The album’s finale, “Vulgo Vesper” is, if anything, even weirder and more warped than anything that preceded it, sounding like a Soviet war-hymn filtered through a prism of dissonant, blackened Doom, and ends the record on a purposefully unsettling note, but one which fits in seamlessly with the band’s unorthodox and outlandish aesthetic.
STRATUM – 2012
Maintaining their penchant for bizarrely-shaped riffs and calculated quasi-melodic chaos, but marrying this to an even more surgically-precise and more bombastic sense of groove, Stratum sees Drottnar streamlining and refining their sound somewhat, without losing their unique and offbeat sense of disharmonic drama.

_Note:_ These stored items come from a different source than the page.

//! Relational storage for the indexer.
//!
//! [`StorageBackend`] is the seam the pipeline and the lease program
//! against; [`Storage`] is the PostgreSQL implementation on a sqlx pool.
//! All balance/transaction columns are BIGINT; u64 domain values are
//! narrowed at the SQL boundary.

use crate::config::IndexerConfig;
use crate::utils::error::Result;
use async_trait::async_trait;
use sqlx::postgres::{PgPool, PgPoolOptions};
use std::collections::{HashMap, HashSet};
use std::time::Duration;

/// One row of the per-transaction event log.
#[derive(Debug, Clone, PartialEq, Eq)]
pub struct TxEventRow {
    pub tx_hash: String,
    pub height: u32,
    pub state: i32,
    pub gas_consumed: u64,
    /// JSON array of `[name, from, to, amount]` tuples.
    pub notify: String,
}

/// Materialized balance of one (address, contract) pair.
#[derive(Debug, Clone, Default, PartialEq, Eq)]
pub struct AssetHolder {
    pub address: String,
    pub contract: String,
    pub balance: u64,
    /// Count of distinct transactions this pair was a side of.
    pub transactions: u64,
}

/// Single-writer lease row.
#[derive(Debug, Clone, PartialEq, Eq)]
pub struct Heartbeat {
    pub module: String,
    pub node_id: u32,
}

/// Abstract interface over the relational store.
///
/// Every call is synchronous from the caller's point of view and may fail
/// with a retryable I/O error.
#[async_trait]
pub trait StorageBackend: Send + Sync {
    /// Creates the schema if absent.
    async fn init_schema(&self) -> Result<()>;

    /// Applies a batch atomically: event rows are inserted only when their
    /// `tx_hash` is new; holder rows are upserted with absolute values.
    async fn apply_batch(&self, tx_events: &[TxEventRow], holders: &[AssetHolder]) -> Result<()>;

    /// Which of `hashes` already have an event row.
    async fn existing_tx_hashes(&self, hashes: &[String]) -> Result<HashSet<String>>;

    /// Current holder rows for the given (address, contract) keys;
    /// missing keys are absent from the result.
    async fn holders_by_key(
        &self,
        keys: &[(String, String)],
    ) -> Result<HashMap<(String, String), AssetHolder>>;

    /// Holder listing ordered by balance descending, then address
    /// ascending. Empty `address` pages the top holders of `contract`;
    /// non-empty `address` returns that address's rows, across all
    /// contracts when `contract` is empty, unbounded when `count == 0`.
    async fn query_holders(
        &self,
        from: u32,
        count: u32,
        address: &str,
        contract: &str,
    ) -> Result<Vec<AssetHolder>>;

    /// Count of holders with a positive balance, grouped by contract.
    async fn holder_counts(&self) -> Result<HashMap<String, i64>>;

    /// Highest block height with an applied event row, 0 when empty.
    async fn max_applied_height(&self) -> Result<u32>;

    /// Whether block 0 has been applied.
    async fn is_genesis_applied(&self) -> Result<bool>;

    /// Reads the heartbeat row of `module`.
    async fn heartbeat(&self, module: &str) -> Result<Option<Heartbeat>>;

    /// Inserts a fresh heartbeat row.
    async fn insert_heartbeat(&self, heartbeat: &Heartbeat) -> Result<()>;

    /// Bumps `last_update`, but only while `node_id` still owns the row.
    /// Returns `false` when ownership was lost.
    async fn update_heartbeat(&self, module: &str, node_id: u32) -> Result<bool>;

    /// Atomically takes over a stale lease: succeeds only while the row
    /// still belongs to `expected_prev` and is older than `timeout_secs`.
    async fn reset_heartbeat(
        &self,
        module: &str,
        new_node_id: u32,
        expected_prev: u32,
        timeout_secs: u32,
    ) -> Result<bool>;

    /// Returns the current owner's node id when the row is older than
    /// `timeout_secs`, or 0 while the leader is alive.
    async fn check_heartbeat_timeout(&self, module: &str, timeout_secs: u32) -> Result<u32>;
}

/// PostgreSQL storage on a connection pool.
pub struct Storage {
    pool: PgPool,
}

const DEFAULT_MAX_CONNS: u32 = 5;

impl Storage {
    /// Connects a pool using the `db_*` settings of `config`.
    pub async fn connect(config: &IndexerConfig) -> Result<Self> {
        let mut options = PgPoolOptions::new()
            .max_connections(if config.db_max_conns == 0 {
                DEFAULT_MAX_CONNS
            } else {
                config.db_max_conns
            })
            .min_connections(config.db_min_conns)
            .acquire_timeout(Duration::from_secs(3));
        if config.db_conn_lifetime > 0 {
            options = options.max_lifetime(Duration::from_secs(u64::from(config.db_conn_lifetime)));
        }
        let pool = options.connect(&config.db_url).await?;
        Ok(Self { pool })
    }

    /// Wraps an existing pool (tests).
    pub fn from_pool(pool: PgPool) -> Self {
        Self { pool }
    }

    /// Returns a reference to the connection pool.
    #[must_use]
    pub fn pool(&self) -> &PgPool {
        &self.pool
    }
}

fn as_bigint(value: u64) -> i64 {
    i64::try_from(value).unwrap_or(i64::MAX)
}

fn holder_from_row(row: (String, String, i64, i64)) -> AssetHolder {
    AssetHolder {
        address: row.0,
        contract: row.1,
        balance: row.2.try_into().unwrap_or(0),
        transactions: row.3.try_into().unwrap_or(0),
    }
}

#[async_trait]
impl StorageBackend for Storage {
    async fn init_schema(&self) -> Result<()> {
        sqlx::query(
            r"
            CREATE TABLE IF NOT EXISTS tx_events (
                tx_hash TEXT PRIMARY KEY,
                height BIGINT NOT NULL,
                state INT NOT NULL,
                gas_consumed BIGINT NOT NULL,
                notify TEXT NOT NULL
            )
            ",
        )
        .execute(&self.pool)
        .await?;

        sqlx::query(
            r"
            CREATE INDEX IF NOT EXISTS idx_tx_events_height
            ON tx_events(height)
            ",
        )
        .execute(&self.pool)
        .await?;

        sqlx::query(
            r"
            CREATE TABLE IF NOT EXISTS asset_holders (
                address TEXT NOT NULL,
                contract TEXT NOT NULL,
                balance BIGINT NOT NULL DEFAULT 0,
                transactions BIGINT NOT NULL DEFAULT 0,
                PRIMARY KEY (address, contract)
            )
            ",
        )
        .execute(&self.pool)
        .await?;

        sqlx::query(
            r"
            CREATE INDEX IF NOT EXISTS idx_asset_holders_contract_balance
            ON asset_holders(contract, balance DESC)
            ",
        )
        .execute(&self.pool)
        .await?;

        sqlx::query(
            r"
            CREATE TABLE IF NOT EXISTS heartbeats (
                module TEXT PRIMARY KEY,
                node_id BIGINT NOT NULL,
                last_update TIMESTAMPTZ NOT NULL DEFAULT NOW()
            )
            ",
        )
        .execute(&self.pool)
        .await?;

        Ok(())
    }

    async fn apply_batch(&self, tx_events: &[TxEventRow], holders: &[AssetHolder]) -> Result<()> {
        let mut tx = self.pool.begin().await?;

        for event in tx_events {
            sqlx::query(
                r"
                INSERT INTO tx_events (tx_hash, height, state, gas_consumed, notify)
                VALUES ($1, $2, $3, $4, $5)
                ON CONFLICT (tx_hash) DO NOTHING
                ",
            )
            .bind(&event.tx_hash)
            .bind(i64::from(event.height))
            .bind(event.state)
            .bind(as_bigint(event.gas_consumed))
            .bind(&event.notify)
            .execute(&mut *tx)
            .await?;
        }

        for holder in holders {
            sqlx::query(
                r"
                INSERT INTO asset_holders (address, contract, balance, transactions)
                VALUES ($1, $2, $3, $4)
                ON CONFLICT (address, contract)
                DO UPDATE SET balance = $3, transactions = $4
                ",
            )
            .bind(&holder.address)
            .bind(&holder.contract)
            .bind(as_bigint(holder.balance))
            .bind(as_bigint(holder.transactions))
            .execute(&mut *tx)
            .await?;
        }

        tx.commit().await?;
        Ok(())
    }

    async fn existing_tx_hashes(&self, hashes: &[String]) -> Result<HashSet<String>> {
        if hashes.is_empty() {
            return Ok(HashSet::new());
        }
        let rows: Vec<String> =
            sqlx::query_scalar("SELECT tx_hash FROM tx_events WHERE tx_hash = ANY($1)")
                .bind(hashes)
                .fetch_all(&self.pool)
                .await?;
        Ok(rows.into_iter().collect())
    }

    async fn holders_by_key(
        &self,
        keys: &[(String, String)],
    ) -> Result<HashMap<(String, String), AssetHolder>> {
        if keys.is_empty() {
            return Ok(HashMap::new());
        }
        let addresses: Vec<String> = keys.iter().map(|k| k.0.clone()).collect();
        let contracts: Vec<String> = keys.iter().map(|k| k.1.clone()).collect();
        let rows: Vec<(String, String, i64, i64)> = sqlx::query_as(
            r"
            SELECT h.address, h.contract, h.balance, h.transactions
            FROM asset_holders h
            JOIN UNNEST($1::text[], $2::text[]) AS k(address, contract)
              ON h.address = k.address AND h.contract = k.contract
            ",
        )
        .bind(&addresses)
        .bind(&contracts)
        .fetch_all(&self.pool)
        .await?;

        Ok(rows
            .into_iter()
            .map(holder_from_row)
            .map(|h| ((h.address.clone(), h.contract.clone()), h))
            .collect())
    }

    async fn query_holders(
        &self,
        from: u32,
        count: u32,
        address: &str,
        contract: &str,
    ) -> Result<Vec<AssetHolder>> {
        let rows: Vec<(String, String, i64, i64)> = if address.is_empty() {
            sqlx::query_as(
                r"
                SELECT address, contract, balance, transactions
                FROM asset_holders
                WHERE contract = $1
                ORDER BY balance DESC, address ASC
                OFFSET $2 LIMIT $3
                ",
            )
            .bind(contract)
            .bind(i64::from(from))
            .bind(i64::from(count))
            .fetch_all(&self.pool)
            .await?
        } else if contract.is_empty() {
            sqlx::query_as(
                r"
                SELECT address, contract, balance, transactions
                FROM asset_holders
                WHERE address = $1
                ORDER BY balance DESC, address ASC
                ",
            )
            .bind(address)
            .fetch_all(&self.pool)
            .await?
        } else {
            sqlx::query_as(
                r"
                SELECT address, contract, balance, transactions
                FROM asset_holders
                WHERE address = $1 AND contract = $2
                ORDER BY balance DESC, address ASC
                ",
            )
            .bind(address)
            .bind(contract)
            .fetch_all(&self.pool)
            .await?
        };

        let mut holders: Vec<AssetHolder> = rows.into_iter().map(holder_from_row).collect();
        // An address query with count == 0 is unbounded.
        if !address.is_empty() && count > 0 {
            holders.truncate(count as usize);
        }
        Ok(holders)
    }

    async fn holder_counts(&self) -> Result<HashMap<String, i64>> {
        let rows: Vec<(String, i64)> = sqlx::query_as(
            r"
            SELECT contract, COUNT(*)
            FROM asset_holders
            WHERE balance > 0
            GROUP BY contract
            ",
        )
        .fetch_all(&self.pool)
        .await?;
        Ok(rows.into_iter().collect())
    }

    async fn max_applied_height(&self) -> Result<u32> {
        let height: Option<i64> = sqlx::query_scalar("SELECT MAX(height) FROM tx_events")
            .fetch_one(&self.pool)
            .await?;
        Ok(height.and_then(|h| u32::try_from(h).ok()).unwrap_or(0))
    }

    async fn is_genesis_applied(&self) -> Result<bool> {
        let applied: bool =
            sqlx::query_scalar("SELECT EXISTS(SELECT 1 FROM tx_events WHERE height = 0)")
                .fetch_one(&self.pool)
                .await?;
        Ok(applied)
    }

    async fn heartbeat(&self, module: &str) -> Result<Option<Heartbeat>> {
        let row: Option<(String, i64)> =
            sqlx::query_as("SELECT module, node_id FROM heartbeats WHERE module = $1")
                .bind(module)
                .fetch_optional(&self.pool)
                .await?;
        Ok(row.map(|(module, node_id)| Heartbeat {
            module,
            node_id: node_id.try_into().unwrap_or(0),
        }))
    }

    async fn insert_heartbeat(&self, heartbeat: &Heartbeat) -> Result<()> {
        sqlx::query(
            r"
            INSERT INTO heartbeats (module, node_id, last_update)
            VALUES ($1, $2, NOW())
            ON CONFLICT (module) DO NOTHING
            ",
        )
        .bind(&heartbeat.module)
        .bind(i64::from(heartbeat.node_id))
        .execute(&self.pool)
        .await?;
        Ok(())
    }

    async fn update_heartbeat(&self, module: &str, node_id: u32) -> Result<bool> {
        let result = sqlx::query(
            r"
            UPDATE heartbeats SET last_update = NOW()
            WHERE module = $1 AND node_id = $2
            ",
        )
        .bind(module)
        .bind(i64::from(node_id))
        .execute(&self.pool)
        .await?;
        Ok(result.rows_affected() > 0)
    }

    async fn reset_heartbeat(
        &self,
        module: &str,
        new_node_id: u32,
        expected_prev: u32,
        timeout_secs: u32,
    ) -> Result<bool> {
        // Row-level CAS: previous owner and staleness are both part of
        // the WHERE clause, so two racing claimants cannot both win.
        let result = sqlx::query(
            r"
            UPDATE heartbeats SET node_id = $2, last_update = NOW()
            WHERE module = $1
              AND node_id = $3
              AND last_update < NOW() - make_interval(secs => $4)
            ",
        )
        .bind(module)
        .bind(i64::from(new_node_id))
        .bind(i64::from(expected_prev))
        .bind(f64::from(timeout_secs))
        .execute(&self.pool)
        .await?;
        Ok(result.rows_affected() > 0)
    }

    async fn check_heartbeat_timeout(&self, module: &str, timeout_secs: u32) -> Result<u32> {
        let node_id: Option<i64> = sqlx::query_scalar(
            r"
            SELECT node_id FROM heartbeats
            WHERE module = $1
              AND last_update < NOW() - make_interval(secs => $2)
            ",
        )
        .bind(module)
        .bind(f64::from(timeout_secs))
        .fetch_optional(&self.pool)
        .await?;
        Ok(node_id.and_then(|id| u32::try_from(id).ok()).unwrap_or(0))
    }
}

Opener “We March”, for example, kicks things off with a frenzied barrage of Krallice-esque technical riffage and off-kilter grooves, the band continuing to march to the beat of their own drum(mer), with little regard for common convention or established order, while “Slave” blends choppy, hypnotic rhythms and scrappy, scattergun blastbeats into one gruesomely infectious whole.
“Cul-de-Sac” is an unexpectedly anthemic slab of slithering riffs, convulsive grooves and rapid, militaristic percussive patterns that worms its way under your skin in short order, after which the compulsive creep and crawl of “Soul Suburbia” builds its way, slowly but surely, towards a gloriously ominous and balefully bleak finale over the course of seven superbly swaggering minutes.

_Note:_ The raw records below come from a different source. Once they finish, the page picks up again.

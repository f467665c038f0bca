//! Indexer entry point: config, identity, storage, chain client, pipeline
//! and the HTTP read surface, torn down together on ctrl-c.

use asset_indexer::api::{http, ReadApi};
use asset_indexer::telemetry::{init_telemetry, TelemetryConfig};
use asset_indexer::{
    identity, AssetIndexer, HttpChainRpc, IndexerConfig, IndexerContext, Result, Storage,
    StorageBackend,
};
use std::sync::Arc;
use tracing::info;

#[tokio::main]
async fn main() -> Result<()> {
    dotenvy::dotenv().ok();
    init_telemetry(&TelemetryConfig::default());

    let config_path = std::env::args()
        .nth(1)
        .unwrap_or_else(|| "config.json".to_string());
    let config = Arc::new(IndexerConfig::from_file(&config_path)?);

    let node_id = identity::load_or_generate(identity::NODE_ID_FILE)?;
    info!(node_id, "node identity loaded");

    let storage: Arc<dyn StorageBackend> = Arc::new(Storage::connect(&config).await?);
    storage.init_schema().await?;
    let chain = Arc::new(HttpChainRpc::new(&config.rpc_address));

    let ctx = Arc::new(IndexerContext::new(config.clone(), node_id));
    let indexer = AssetIndexer::new(ctx.clone(), storage.clone(), chain.clone());
    indexer.start().await?;

    let api = Arc::new(ReadApi::new(ctx, storage, chain));
    let token = indexer.cancellation_token();

    tokio::select! {
        // A bind failure here is fatal; everything else is absorbed
        // inside the pipeline tasks.
        res = http::serve(api, config.http_port, token.clone()) => res?,
        _ = tokio::signal::ctrl_c() => {
            info!("shutting down");
            indexer.shutdown();
        }
    }
    Ok(())
}
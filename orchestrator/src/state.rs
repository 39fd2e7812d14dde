//! Per-run shared state and the step delta applied to it.

use manus_core::PromptVars;
use manus_protocol::Goto;
use manus_protocol::Message;
use manus_protocol::Role;
use manus_protocol::TeamMember;
use serde::Deserialize;
use serde::Serialize;

/// Flags fixed for the lifetime of one run.
#[derive(Debug, Clone, Copy, Default, PartialEq, Eq, Serialize, Deserialize)]
pub struct RunConfig {
    #[serde(default)]
    pub debug: bool,
    #[serde(default)]
    pub deep_thinking_mode: bool,
    #[serde(default)]
    pub search_before_planning: bool,
}

/// The transcript and routing state of one run.
///
/// Only [`RunState::apply`] mutates it: messages are appended, never edited,
/// and `full_plan` is never cleared once set.
#[derive(Debug, Clone, PartialEq, Serialize)]
pub struct RunState {
    messages: Vec<Message>,
    team_members: Vec<TeamMember>,
    next: Option<Goto>,
    full_plan: Option<String>,
    deep_thinking_mode: bool,
    search_before_planning: bool,
}

impl RunState {
    pub fn new(messages: Vec<Message>, team_members: Vec<TeamMember>, config: &RunConfig) -> Self {
        Self {
            messages,
            team_members,
            next: None,
            full_plan: None,
            deep_thinking_mode: config.deep_thinking_mode,
            search_before_planning: config.search_before_planning,
        }
    }

    pub fn messages(&self) -> &[Message] {
        &self.messages
    }

    pub fn team_members(&self) -> &[TeamMember] {
        &self.team_members
    }

    /// The supervisor's most recent routing decision.
    pub fn next(&self) -> Option<Goto> {
        self.next
    }

    pub fn full_plan(&self) -> Option<&str> {
        self.full_plan.as_deref()
    }

    pub fn deep_thinking_mode(&self) -> bool {
        self.deep_thinking_mode
    }

    pub fn search_before_planning(&self) -> bool {
        self.search_before_planning
    }

    /// Text of the most recent user-role message, falling back to the last
    /// message of any role.
    pub fn latest_user_text(&self) -> Option<String> {
        self.messages
            .iter()
            .rev()
            .find(|m| m.role == Role::User)
            .or_else(|| self.messages.last())
            .map(Message::text)
    }

    pub fn apply(&mut self, command: Command) {
        let Command {
            messages,
            full_plan,
            next,
            goto: _,
        } = command;
        self.messages.extend(messages);
        if let Some(next) = next {
            self.next = Some(next);
        }
        if let Some(plan) = full_plan {
            self.full_plan = Some(plan);
        }
    }

    pub fn prompt_vars(&self) -> PromptVars {
        PromptVars {
            next: self.next.map(|goto| goto.to_string()),
            full_plan: self.full_plan.clone().unwrap_or_default(),
            deep_thinking_mode: self.deep_thinking_mode,
            search_before_planning: self.search_before_planning,
            ..PromptVars::new(self.team_members.clone())
        }
    }
}

/// What a node asks the driver to do after its step.
#[derive(Debug, Clone, PartialEq)]
pub struct Command {
    pub messages: Vec<Message>,
    pub full_plan: Option<String>,
    pub next: Option<Goto>,
    pub goto: Goto,
}

impl Command {
    pub fn goto(goto: impl Into<Goto>) -> Self {
        Self {
            messages: Vec::new(),
            full_plan: None,
            next: None,
            goto: goto.into(),
        }
    }

    pub fn end() -> Self {
        Self::goto(Goto::End)
    }

    pub fn with_message(mut self, message: Message) -> Self {
        self.messages.push(message);
        self
    }

    pub fn with_full_plan(mut self, plan: impl Into<String>) -> Self {
        self.full_plan = Some(plan.into());
        self
    }

    pub fn with_next(mut self, next: Goto) -> Self {
        self.next = Some(next);
        self
    }
}
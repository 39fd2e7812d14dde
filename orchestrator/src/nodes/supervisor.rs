use manus_protocol::Goto;
use manus_protocol::NodeId;

use crate::context::WorkflowContext;
use crate::error::NodeError;
use crate::state::Command;
use crate::state::RunState;
use crate::validation::parse_route;
use crate::validation::route_schema;

pub(super) async fn run(ctx: &WorkflowContext, state: &RunState) -> Result<Command, NodeError> {
    tracing::info!("Supervisor evaluating next action");
    let messages = ctx
        .prompts
        .apply(NodeId::Supervisor, &state.prompt_vars(), state.messages());
    let schema = route_schema(state.team_members());
    let response = ctx
        .model_for(NodeId::Supervisor)
        .await?
        .invoke_structured(&messages, &schema)
        .await?;
    tracing::debug!(%response, "supervisor response");

    let goto = parse_route(&response, state.team_members())?;
    match goto {
        Goto::End => tracing::info!("Workflow completed"),
        Goto::Node(node) => tracing::info!("Supervisor delegating to {node}"),
    }
    Ok(Command::goto(goto).with_next(goto))
}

With “Seven Suns Shining” the band unleash a veritable blitzkrieg of blistering riffs and blazing blastbeats underpinned by some undeniably brilliant and immediately impressive bass work, which paves the way for the pulverizing Satyricon-on-steroids metallic malevolence of “Lucid Stratum”, probably one of the heaviest and most aggressive tracks the band have recorded thus far.

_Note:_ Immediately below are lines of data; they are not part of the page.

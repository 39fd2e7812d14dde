use async_trait::async_trait;
use serde::Deserialize;
use serde::Serialize;
use serde_json::Value;
use serde_json::json;

use super::check_status;
use crate::config::BrowserConfig;
use crate::error::ManusErr;
use crate::error::Result;
use crate::tools::ToolHandler;
use crate::tools::ToolSpec;
use crate::tools::required_str;

pub const BROWSER_TOOL_NAME: &str = "browser";

/// Forwards natural-language instructions to a browser-automation service.
pub struct BrowserHandler {
    client: reqwest::Client,
    config: BrowserConfig,
}

#[derive(Debug, Serialize)]
struct BrowserTask<'a> {
    instruction: &'a str,
    #[serde(skip_serializing_if = "Option::is_none")]
    chrome_instance_path: Option<&'a str>,
}

#[derive(Debug, Deserialize)]
struct BrowserResult {
    #[serde(default)]
    final_result: Option<String>,
    #[serde(default)]
    error: Option<String>,
}

impl BrowserHandler {
    pub fn new(config: BrowserConfig) -> Self {
        Self::with_client(reqwest::Client::new(), config)
    }

    pub fn with_client(client: reqwest::Client, config: BrowserConfig) -> Self {
        Self { client, config }
    }
}

#[async_trait]
impl ToolHandler for BrowserHandler {
    fn spec(&self) -> ToolSpec {
        ToolSpec {
            name: BROWSER_TOOL_NAME.to_string(),
            description: "Use this tool to interact with web browsers. Input should be a natural \
                language description of what you want to do with the browser, such as 'Go to \
                google.com and search for browser-use', or 'Navigate to Reddit and find the top \
                post about AI'."
                .to_string(),
            parameters: json!({
                "type": "object",
                "properties": {
                    "instruction": {
                        "type": "string",
                        "description": "The instruction to use browser",
                    },
                },
                "required": ["instruction"],
            }),
        }
    }

    async fn handle(&self, arguments: Value) -> Result<String> {
        let instruction = required_str(BROWSER_TOOL_NAME, &arguments, "instruction")?;
        let endpoint = self.config.endpoint.as_deref().ok_or_else(|| ManusErr::Tool {
            tool: BROWSER_TOOL_NAME.to_string(),
            message: "no browser automation endpoint configured (set BROWSER_ENDPOINT)"
                .to_string(),
        })?;

        tracing::info!(instruction, "running browser task");
        let response = self
            .client
            .post(endpoint)
            .json(&BrowserTask {
                instruction,
                chrome_instance_path: self.config.chrome_instance_path.as_deref(),
            })
            .send()
            .await?;
        let result: BrowserResult = check_status(response).await?.json().await?;

        match (result.final_result, result.error) {
            (_, Some(error)) => Ok(format!("Error executing browser task: {error}")),
            (Some(text), None) => Ok(text),
            (None, None) => Ok(String::new()),
        }
    }
}
use async_trait::async_trait;
use serde_json::Value;
use serde_json::json;
use tokio::process::Command;

use crate::error::Result;
use crate::tools::ToolHandler;
use crate::tools::ToolSpec;
use crate::tools::required_str;

pub const BASH_TOOL_NAME: &str = "bash";

pub struct BashHandler;

#[async_trait]
impl ToolHandler for BashHandler {
    fn spec(&self) -> ToolSpec {
        ToolSpec {
            name: BASH_TOOL_NAME.to_string(),
            description: "Use this to execute bash command and do necessary operations."
                .to_string(),
            parameters: json!({
                "type": "object",
                "properties": {
                    "cmd": { "type": "string", "description": "The bash command to be executed." },
                },
                "required": ["cmd"],
            }),
        }
    }

    async fn handle(&self, arguments: Value) -> Result<String> {
        let cmd = required_str(BASH_TOOL_NAME, &arguments, "cmd")?;
        tracing::info!(cmd, "executing bash command");

        let output = Command::new("bash")
            .arg("-c")
            .arg(cmd)
            .kill_on_drop(true)
            .output()
            .await?;

        let stdout = String::from_utf8_lossy(&output.stdout);
        if output.status.success() {
            return Ok(stdout.into_owned());
        }

        let stderr = String::from_utf8_lossy(&output.stderr);
        let code = output
            .status
            .code()
            .map_or_else(|| "signal".to_string(), |c| c.to_string());
        let message =
            format!("Command failed with exit code {code}.\nStdout: {stdout}\nStderr: {stderr}");
        tracing::error!(cmd, %code, "bash command failed");
        Ok(message)
    }
}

Penultimate track “Ersatz” is just as off-kilter, angular, and atonal, as you might have come to expect by now, but also possesses a palpable aura of barely-subdued menace atop its cavalcade of bone-rattling blasts, prowling, predatory grooves, and mind-bending, fret-melting riffs, which – when coupled to the lurching, jerking, violently propulsive guitar work which drives the climactic “Wolves and Lambs” – helps bring the album to an extremely visceral and venomous conclusion.
MONOLITH I – 2017
The band’s latest EP takes their signature sound and adds a much larger dose of groove, a shade more Industrial nastiness (a la Thorns), and thicker, meatier production to the proceedings, resulting in a sound that’s much more instantly accessible – just one listen to opener “Funeral of Funerals” will tell you that – but which still maintains the band’s quintessential oddness.
The unconventional structure and atypically phrased riffs that underpin “Aphelion” are instantly recognizable as Drottnar, for example, but the song’s eerie atmosphere also recalls the more lethal end of Nachtmystium’s extensive repertoire, particularly during the song’s bitterly bleak and hellishly infectious finale.
The EP’s pièce de résistance however is the six-minute “Subterranean Sun”, which deals in the sort of heaving, hypnotic rhythms, and perfectly-honed, pitch-black hooks that Satyr and Frost have long since made their stock in trade, while also throwing in some subtle progressive touches and cleverly technical twists along the way.